** Opening EXTRACTED INFORMATION block **
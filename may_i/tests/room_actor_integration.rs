//! Integration tests for the room actor's timed windows.
//!
//! All tests run on a paused tokio clock, so window expiries happen as soon
//! as every task is idle and nothing here waits in real time.

use may_i::{
    Game, GameSettings, HAND_SIZE,
    entities::{ConnectionId, PlayerId},
    room::{RoomActor, RoomConfig, RoomHandle, RoomResponse, StateChangeNotification},
};
use std::time::Duration;
use tokio::sync::mpsc;

fn pid(name: &str) -> PlayerId {
    PlayerId::new(name)
}

fn config() -> RoomConfig {
    RoomConfig {
        name: "Timers".to_string(),
        settings: GameSettings::new(2),
        buy_window_ms: Some(1_000),
        discard_window_ms: Some(5_000),
        ..RoomConfig::default()
    }
}

/// Spawn a seeded two-player room with ann and ben seated and dealt.
async fn dealt_room() -> RoomHandle {
    let game = Game::with_seed(GameSettings::new(2), 21);
    let (actor, handle) = RoomActor::with_game(1, config(), game);
    tokio::spawn(actor.run());

    for name in ["ann", "ben"] {
        let response = handle
            .join(pid(name), name.to_string(), ConnectionId::new_v4())
            .await
            .unwrap();
        assert_eq!(response, RoomResponse::Success);
    }
    handle
}

async fn hand_of(handle: &RoomHandle, name: &str) -> Vec<may_i::Card> {
    handle.view(pid(name)).await.unwrap().unwrap().hand
}

/// Ann draws and discards the first card in hand, opening the buy window.
async fn ann_plays(handle: &RoomHandle) {
    let drawn = handle.draw(pid("ann"), 1).await.unwrap();
    assert!(drawn.is_success());
    let card = hand_of(handle, "ann").await[0].id;
    assert_eq!(
        handle.discard(pid("ann"), card).await.unwrap(),
        RoomResponse::Success
    );
}

fn drain(rx: &mut mpsc::Receiver<StateChangeNotification>) -> Vec<StateChangeNotification> {
    let mut seen = Vec::new();
    while let Ok(notification) = rx.try_recv() {
        seen.push(notification);
    }
    seen
}

#[tokio::test(start_paused = true)]
async fn test_buy_window_awards_discard_on_expiry() {
    let handle = dealt_room().await;
    let (tx, mut rx) = mpsc::channel(32);
    handle.subscribe(pid("ben"), tx).await.unwrap();

    ann_plays(&handle).await;
    assert!(handle.state().await.unwrap().buy_window_open);

    assert_eq!(
        handle.request_buy(pid("ben")).await.unwrap(),
        RoomResponse::Success
    );
    tokio::time::sleep(Duration::from_millis(1_100)).await;

    let state = handle.state().await.unwrap();
    assert!(!state.buy_window_open);
    assert_eq!(hand_of(&handle, "ben").await.len(), HAND_SIZE + 2);
    let ben = handle.view(pid("ben")).await.unwrap().unwrap();
    assert_eq!(ben.players[1].buys, 5);
    assert!(drain(&mut rx).contains(&StateChangeNotification::BuyResolved {
        buyer: Some(pid("ben"))
    }));
}

#[tokio::test(start_paused = true)]
async fn test_drawing_closes_buy_window_early() {
    let handle = dealt_room().await;

    ann_plays(&handle).await;
    handle.request_buy(pid("ben")).await.unwrap();

    // Ben is next to act. His draw settles the pending buy first, and he was
    // the only one asking, so he gets the discard and then draws.
    let drawn = handle.draw(pid("ben"), 1).await.unwrap();
    assert!(matches!(drawn, RoomResponse::Cards(ref cards) if cards.len() == 1));

    let state = handle.state().await.unwrap();
    assert!(!state.buy_window_open);
    assert_eq!(hand_of(&handle, "ben").await.len(), HAND_SIZE + 3);
}

#[tokio::test(start_paused = true)]
async fn test_buy_request_outside_window_is_rejected() {
    let handle = dealt_room().await;
    let response = handle.request_buy(pid("ben")).await.unwrap();
    assert!(!response.is_success());
    assert!(response.error_message().is_some());

    let stranger = handle.request_buy(pid("zed")).await.unwrap();
    assert_eq!(stranger, RoomResponse::NotInRoom);
}

#[tokio::test(start_paused = true)]
async fn test_discard_window_expiry_discards_for_player() {
    let handle = dealt_room().await;
    let (tx, mut rx) = mpsc::channel(32);
    handle.subscribe(pid("ann"), tx).await.unwrap();

    tokio::time::sleep(Duration::from_millis(5_100)).await;

    let state = handle.state().await.unwrap();
    assert_eq!(state.turn.as_deref(), Some("ben"));
    assert!(state.buy_window_open);
    assert_eq!(hand_of(&handle, "ann").await.len(), HAND_SIZE - 1);
    assert!(drain(&mut rx).iter().any(|n| matches!(
        n,
        StateChangeNotification::AutoDiscarded { player, .. } if player == &pid("ann")
    )));
}

#[tokio::test(start_paused = true)]
async fn test_manual_discard_prevents_auto_discard() {
    let handle = dealt_room().await;

    tokio::time::sleep(Duration::from_millis(4_000)).await;
    ann_plays(&handle).await;

    // Well past ann's original deadline. Nobody asked to buy, then ben's own
    // discard window is running.
    tokio::time::sleep(Duration::from_millis(2_000)).await;

    assert_eq!(hand_of(&handle, "ann").await.len(), HAND_SIZE);
    let state = handle.state().await.unwrap();
    assert_eq!(state.turn.as_deref(), Some("ben"));
    assert!(!state.buy_window_open);
}

#[tokio::test(start_paused = true)]
async fn test_out_of_turn_draw_is_rejected() {
    let handle = dealt_room().await;
    assert_eq!(
        handle.draw(pid("ben"), 1).await.unwrap(),
        RoomResponse::NotYourTurn
    );
}

#[tokio::test(start_paused = true)]
async fn test_reconnect_keeps_seat() {
    let handle = dealt_room().await;
    let before = hand_of(&handle, "ben").await;

    let response = handle
        .request(|response| may_i::room::RoomMessage::Reconnect {
            old_id: pid("ben"),
            new_id: pid("ben2"),
            connection: ConnectionId::new_v4(),
            response,
        })
        .await
        .unwrap();
    assert_eq!(response, RoomResponse::Success);

    assert_eq!(hand_of(&handle, "ben2").await, before);
    assert!(handle.view(pid("ben")).await.unwrap().is_none());
    let state = handle.state().await.unwrap();
    assert_eq!(state.players, vec!["ann".to_string(), "ben2".to_string()]);
}

#[tokio::test(start_paused = true)]
async fn test_one_draw_of_one_card_per_turn() {
    let handle = dealt_room().await;

    let too_many = handle.draw(pid("ann"), 3).await.unwrap();
    assert!(matches!(too_many, RoomResponse::InvalidAction(_)));
    assert_eq!(hand_of(&handle, "ann").await.len(), HAND_SIZE);

    assert!(handle.draw(pid("ann"), 1).await.unwrap().is_success());
    for count in [1, 40] {
        let again = handle.draw(pid("ann"), count).await.unwrap();
        assert!(matches!(again, RoomResponse::InvalidAction(_)));
    }
    assert_eq!(hand_of(&handle, "ann").await.len(), HAND_SIZE + 1);
}

#[tokio::test(start_paused = true)]
async fn test_discard_requires_draw() {
    let handle = dealt_room().await;
    let card = hand_of(&handle, "ann").await[0].id;

    let response = handle.discard(pid("ann"), card).await.unwrap();
    assert!(matches!(response, RoomResponse::InvalidAction(_)));
    assert_eq!(hand_of(&handle, "ann").await.len(), HAND_SIZE);
    assert_eq!(handle.state().await.unwrap().turn.as_deref(), Some("ann"));
}

#[tokio::test(start_paused = true)]
async fn test_early_discard_keeps_pending_buy() {
    let handle = dealt_room().await;
    ann_plays(&handle).await;
    handle.request_buy(pid("ben")).await.unwrap();

    // Ben has not drawn yet, so his discard is refused and the buy window
    // keeps his request.
    let card = hand_of(&handle, "ben").await[0].id;
    let response = handle.discard(pid("ben"), card).await.unwrap();
    assert!(matches!(response, RoomResponse::InvalidAction(_)));
    assert!(handle.state().await.unwrap().buy_window_open);

    tokio::time::sleep(Duration::from_millis(1_100)).await;
    assert_eq!(hand_of(&handle, "ben").await.len(), HAND_SIZE + 2);
}

#[tokio::test(start_paused = true)]
async fn test_draw_allowed_again_next_turn() {
    let handle = dealt_room().await;
    ann_plays(&handle).await;

    assert!(handle.draw(pid("ben"), 1).await.unwrap().is_success());
    let card = hand_of(&handle, "ben").await[0].id;
    assert_eq!(
        handle.discard(pid("ben"), card).await.unwrap(),
        RoomResponse::Success
    );

    assert!(handle.draw(pid("ann"), 1).await.unwrap().is_success());
}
** Closing EXTRACTED INFORMATION block **
TASK STATEMENT.
Each line above that carries the string "first" has to be returned.

EXERCISE SOLUTION.
/// Ann draws and discards the first card in hand, opening the buy window.
    // Ben is next to act. His draw settles the pending buy first, and he was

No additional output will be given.